Along with increased longevity, research has given us technologies that help us to monitor health. This should be good news. Whether it’s their resting pulse, blood pressure, weight or glucose levels, people now have access to information about themselves that could significantly transform their health care. Instead of doctors relying on the snapshots that patients give them, trends in personal health could be monitored automatically and the data could be integrated with electronic NHS health records. It’s not hard to imagine algorithms able to flag up signs of the onset of a problem.

But we can’t do this yet. One issue, according to a report in the Health Service Journal, is ascertaining who owns the data. Andrew Chitty, director of Digital Life Sciences, a company that develops health-care technology, has been working with government agencies to resolve this. The problem is that the NHS “often regards itself as the owner of people’s data”, he writes. When you gather your own data and attempt to integrate it with that of the NHS, too many lines are blurred and health-care providers stare, terrified, into a legal abyss.

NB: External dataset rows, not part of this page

//! The public `Client` handle: a cheap, `Clone`-able front for the
//! actor task that owns the connection.

use std::future::Future;
use std::pin::Pin;
use std::sync::Arc;

use tokio::sync::{broadcast, mpsc, oneshot};
use tokio_stream::Stream;

use crate::actor::{self, ActorCommand, ClientEvent};
use crate::error::{LdapError, Result};
use crate::message::SearchItem;
use crate::result::LdapResult;
use crate::settings::LdapConnSettings;

/// The future a setup hook returns.
pub type HookFuture = Pin<Box<dyn Future<Output = Result<()>> + Send>>;

/// A user-registered setup hook, run against a [`RestrictedClient`]
/// right after each successful dial, before ordinary traffic resumes.
pub type SetupHook = Arc<dyn Fn(RestrictedClient) -> HookFuture + Send + Sync>;

/// A handle to one LDAP connection. Clones share the same background
/// actor task (5: "single owner" of the transport/table/queue, reached
/// by every clone through the same command channel).
#[derive(Clone)]
pub struct Client {
    pub(crate) cmd_tx: mpsc::UnboundedSender<ActorCommand>,
    events: broadcast::Sender<ClientEvent>,
}

impl Client {
    /// Start connecting to `url` (`ldap://host[:port]` or
    /// `ldaps://host[:port]`) and return a handle immediately; dialing
    /// happens on the actor task per the documented state machine.
    pub fn new(url: impl Into<String>, settings: LdapConnSettings) -> Client {
        let (cmd_tx, events) = actor::spawn(url.into(), settings);
        Client { cmd_tx, events }
    }

    pub(crate) fn from_parts(
        cmd_tx: mpsc::UnboundedSender<ActorCommand>,
        events: broadcast::Sender<ClientEvent>,
    ) -> Client {
        Client { cmd_tx, events }
    }

    /// Subscribe to this client's event stream (6: `connect`,
    /// `connectError`, ..., `destroy`). Each subscriber gets its own
    /// lagging-tolerant receiver.
    pub fn events(&self) -> broadcast::Receiver<ClientEvent> {
        self.events.subscribe()
    }

    /// Send the Unbind PDU and close the transport. Further operations
    /// on this handle will fail as disconnected.
    pub async fn unbind(&self) -> Result<()> {
        let (tx, rx) = oneshot::channel();
        self.cmd_tx
            .send(ActorCommand::Unbind(tx))
            .map_err(|_| LdapError::ClientDestroyed)?;
        rx.await.map_err(|_| LdapError::ClientDestroyed)?
    }

    /// Abandon an in-flight request by `messageID`. Completes as soon
    /// as the Abandon PDU is written (or immediately if there's no
    /// transport); the abandoned request's table entry is untouched.
    pub async fn abandon(&self, message_id: i32) -> Result<()> {
        self.cmd_tx
            .send(ActorCommand::Abandon(message_id))
            .map_err(|_| LdapError::ClientDestroyed)
    }

    /// Terminal: freeze the queue, error everything outstanding, and
    /// suppress future reconnects.
    pub fn destroy(&self) {
        let _ = self.cmd_tx.send(ActorCommand::Destroy);
    }
}

/// A `Client` restricted to the operations a setup hook may perform
/// (bind, search, unbind), submitted bypassing the request queue so
/// they run immediately against the connection that was just dialed,
/// rather than waiting behind whatever ordinary traffic is queued.
#[derive(Clone)]
pub struct RestrictedClient(Client);

impl RestrictedClient {
    pub(crate) fn new(client: Client) -> RestrictedClient {
        RestrictedClient(client)
    }

    pub async fn simple_bind(&self, bind_dn: &str, bind_pw: &str) -> Result<LdapResult> {
        self.0.simple_bind_bypass(bind_dn, bind_pw).await
    }

    pub async fn search(
        &self,
        base: &str,
        scope: crate::dispatch::Scope,
        filter: &str,
        attrs: Vec<String>,
    ) -> Result<SearchStream> {
        self.0.search_bypass(base, scope, filter, attrs).await
    }

    pub async fn unbind(&self) -> Result<()> {
        self.0.unbind().await
    }
}

/// A streaming Search result: one `SearchItem` per entry/reference,
/// terminated by `Done` or `Error`. Ported from the teacher's
/// `EntryStream`'s "drive to completion, then read the overall result"
/// two-phase contract (6).
pub struct SearchStream {
    client: Client,
    message_id: i32,
    rx: mpsc::UnboundedReceiver<SearchItem>,
    done: Option<LdapResult>,
}

impl SearchStream {
    pub(crate) fn new(
        client: Client,
        message_id: i32,
        rx: mpsc::UnboundedReceiver<SearchItem>,
    ) -> SearchStream {
        SearchStream {
            client,
            message_id,
            rx,
            done: None,
        }
    }

    /// Abandon the underlying search.
    pub async fn abandon(&self) -> Result<()> {
        self.client.abandon(self.message_id).await
    }

    /// Drive the stream to completion, discarding entries already
    /// consumed by the caller, and return the terminal `LdapResult`.
    pub async fn result(mut self) -> Result<LdapResult> {
        if let Some(result) = self.done.take() {
            return Ok(result);
        }
        while let Some(item) = self.rx.recv().await {
            match item {
                SearchItem::Entry(_) => continue,
                SearchItem::Done(result) => return Ok(result),
                SearchItem::Error(msg) => return Err(LdapError::Connection(msg)),
            }
        }
        Err(LdapError::Connection(
            "search stream closed without a terminal response".to_string(),
        ))
    }

    /// Pull the next item without going through the `Stream` impl,
    /// recording the terminal result for a later `result()` call.
    pub async fn next_item(&mut self) -> Option<SearchItem> {
        let item = self.rx.recv().await?;
        if let SearchItem::Done(ref result) = item {
            self.done = Some(result.clone());
        }
        Some(item)
    }
}

impl Stream for SearchStream {
    type Item = SearchItem;

    fn poll_next(
        self: std::pin::Pin<&mut Self>,
        cx: &mut std::task::Context<'_>,
    ) -> std::task::Poll<Option<Self::Item>> {
        let this = self.get_mut();
        let poll = this.rx.poll_recv(cx);
        if let std::task::Poll::Ready(Some(SearchItem::Done(ref result))) = poll {
            this.done = Some(result.clone());
        }
        poll
    }
}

The information might not be used anyway. In March, a review of how medical professionals use electronic resources – advice, case studies, diagnostic tools, and so on – showed that they could do better. Although electronic health information (EHI) has never before been more accessible or available in such quantities, this has not translated into improved outcomes for patients.

The review of the practices of 535 health professionals, including 352 doctors, found that there was “no evidence that the use of EHI translates into improved clinical practice or patient outcomes”. Even with training and education, which increased the use of the available information, the extra measures were “insufficient to improve patient care or clinical practices”. The next study, the researchers suggest, should investigate why doctors are so reluctant to apply information gained electronically.

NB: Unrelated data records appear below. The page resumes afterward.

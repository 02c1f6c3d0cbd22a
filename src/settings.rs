//! Connection configuration, in the teacher's `set_*` builder idiom.

use std::sync::Arc;
use std::time::Duration;

use crate::client::{HookFuture, RestrictedClient, SetupHook};

/// Exponential backoff policy for the reconnect driver (4.F).
#[derive(Clone, Copy, Debug, PartialEq)]
pub struct ReconnectPolicy {
    pub initial_delay: Duration,
    pub max_delay: Duration,
    pub fail_after: Option<u32>,
}

impl Default for ReconnectPolicy {
    fn default() -> ReconnectPolicy {
        ReconnectPolicy {
            initial_delay: Duration::from_millis(100),
            max_delay: Duration::from_secs(30),
            fail_after: None,
        }
    }
}

/// Request-queue bounds (4.D).
#[derive(Clone, Copy, Debug, PartialEq)]
pub struct QueuePolicy {
    pub enabled: bool,
    pub size: usize,
    pub timeout: Option<Duration>,
}

impl Default for QueuePolicy {
    fn default() -> QueuePolicy {
        QueuePolicy {
            enabled: true,
            size: 100,
            timeout: None,
        }
    }
}

/// Connection-wide settings, mirroring the teacher's `LdapConnSettings`
/// builder but expanded to carry every option 4.E/4.F/4.G/6 name.
#[derive(Clone)]
pub struct LdapConnSettings {
    conn_timeout: Option<Duration>,
    request_timeout: Duration,
    idle_timeout: Option<Duration>,
    reconnect: Option<ReconnectPolicy>,
    queue: QueuePolicy,
    no_tls_verify: bool,
    starttls: bool,
    setup_hooks: Vec<SetupHook>,
}

impl std::fmt::Debug for LdapConnSettings {
    fn fmt(&self, f: &mut std::fmt::Formatter<'_>) -> std::fmt::Result {
        f.debug_struct("LdapConnSettings")
            .field("conn_timeout", &self.conn_timeout)
            .field("request_timeout", &self.request_timeout)
            .field("idle_timeout", &self.idle_timeout)
            .field("reconnect", &self.reconnect)
            .field("queue", &self.queue)
            .field("no_tls_verify", &self.no_tls_verify)
            .field("starttls", &self.starttls)
            .field("setup_hooks", &self.setup_hooks.len())
            .finish()
    }
}

impl Default for LdapConnSettings {
    fn default() -> LdapConnSettings {
        LdapConnSettings {
            conn_timeout: None,
            request_timeout: Duration::from_secs(0),
            idle_timeout: None,
            reconnect: None,
            queue: QueuePolicy::default(),
            no_tls_verify: false,
            starttls: false,
            setup_hooks: Vec::new(),
        }
    }
}

impl LdapConnSettings {
    pub fn new() -> LdapConnSettings {
        LdapConnSettings::default()
    }

    /// Dial timeout; `Duration::ZERO` or unset disables it.
    pub fn set_conn_timeout(mut self, timeout: Duration) -> LdapConnSettings {
        self.conn_timeout = Some(timeout);
        self
    }

    pub fn conn_timeout(&self) -> Option<Duration> {
        self.conn_timeout
    }

    /// Per-request timeout; zero disables it (6: `timeout (ms)`).
    pub fn set_request_timeout(mut self, timeout: Duration) -> LdapConnSettings {
        self.request_timeout = timeout;
        self
    }

    pub fn request_timeout(&self) -> Duration {
        self.request_timeout
    }

    /// Emit `ClientEvent::Idle` after this much time with an empty
    /// request table.
    pub fn set_idle_timeout(mut self, timeout: Duration) -> LdapConnSettings {
        self.idle_timeout = Some(timeout);
        self
    }

    pub fn idle_timeout(&self) -> Option<Duration> {
        self.idle_timeout
    }

    pub fn set_reconnect(mut self, policy: ReconnectPolicy) -> LdapConnSettings {
        self.reconnect = Some(policy);
        self
    }

    pub fn reconnect(&self) -> Option<ReconnectPolicy> {
        self.reconnect
    }

    /// If `false`, the request queue starts frozen (6: `queuing`).
    pub fn set_queuing(mut self, enabled: bool) -> LdapConnSettings {
        self.queue.enabled = enabled;
        self
    }

    pub fn set_queue_size(mut self, size: usize) -> LdapConnSettings {
        self.queue.size = size;
        self
    }

    pub fn set_queue_timeout(mut self, timeout: Duration) -> LdapConnSettings {
        self.queue.timeout = Some(timeout);
        self
    }

    pub fn queue_policy(&self) -> QueuePolicy {
        self.queue
    }

    /// Skip TLS certificate verification. Off by default; only
    /// meaningful with the `tls` feature.
    pub fn set_no_tls_verify(mut self, no_verify: bool) -> LdapConnSettings {
        self.no_tls_verify = no_verify;
        self
    }

    pub fn no_tls_verify(&self) -> bool {
        self.no_tls_verify
    }

    /// Negotiate StartTLS on a plain `ldap://` connection before use.
    pub fn set_starttls(mut self, starttls: bool) -> LdapConnSettings {
        self.starttls = starttls;
        self
    }

    pub fn starttls(&self) -> bool {
        self.starttls
    }

    /// Register a setup hook, run in registration order against a
    /// [`RestrictedClient`] right after each successful dial and before
    /// the request queue is flushed. A hook returning `Err` fails the
    /// connect attempt the same way a dial error would.
    pub fn set_setup_hook<F>(mut self, hook: F) -> LdapConnSettings
    where
        F: Fn(RestrictedClient) -> HookFuture + Send + Sync + 'static,
    {
        self.setup_hooks.push(Arc::new(hook));
        self
    }

    pub(crate) fn setup_hooks(&self) -> Vec<SetupHook> {
        self.setup_hooks.clone()
    }
}

#[cfg(test)]
mod test {
    use super::*;

    #[test]
    fn builder_chains() {
        let settings = LdapConnSettings::new()
            .set_conn_timeout(Duration::from_secs(5))
            .set_request_timeout(Duration::from_millis(500))
            .set_queuing(false);
        assert_eq!(settings.conn_timeout(), Some(Duration::from_secs(5)));
        assert_eq!(settings.request_timeout(), Duration::from_millis(500));
        assert!(!settings.queue_policy().enabled);
    }
}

This is particularly important, considering our ageing population. The UK has been conducting an investigation into digital techniques that could improve the lives of those over 50 who depend on continual support from the health-care system.

The Delivering Assisted Living Lifestyles at Scale (Dallas) programme aims to bring care for the elderly and long-term ill into the digital age. Researchers led by Alison Devlin of Glasgow University have recently reported on its implementation phase. They foresee challenges in establishing the necessary partnerships between agencies such as the NHS, private care providers and homes that offer assisted living. This is made more difficult by changes to the NHS mandate. As private ventures become influential, there will be hurdles in dealing with branding and marketing claims. Those added years, it seems, will be messy.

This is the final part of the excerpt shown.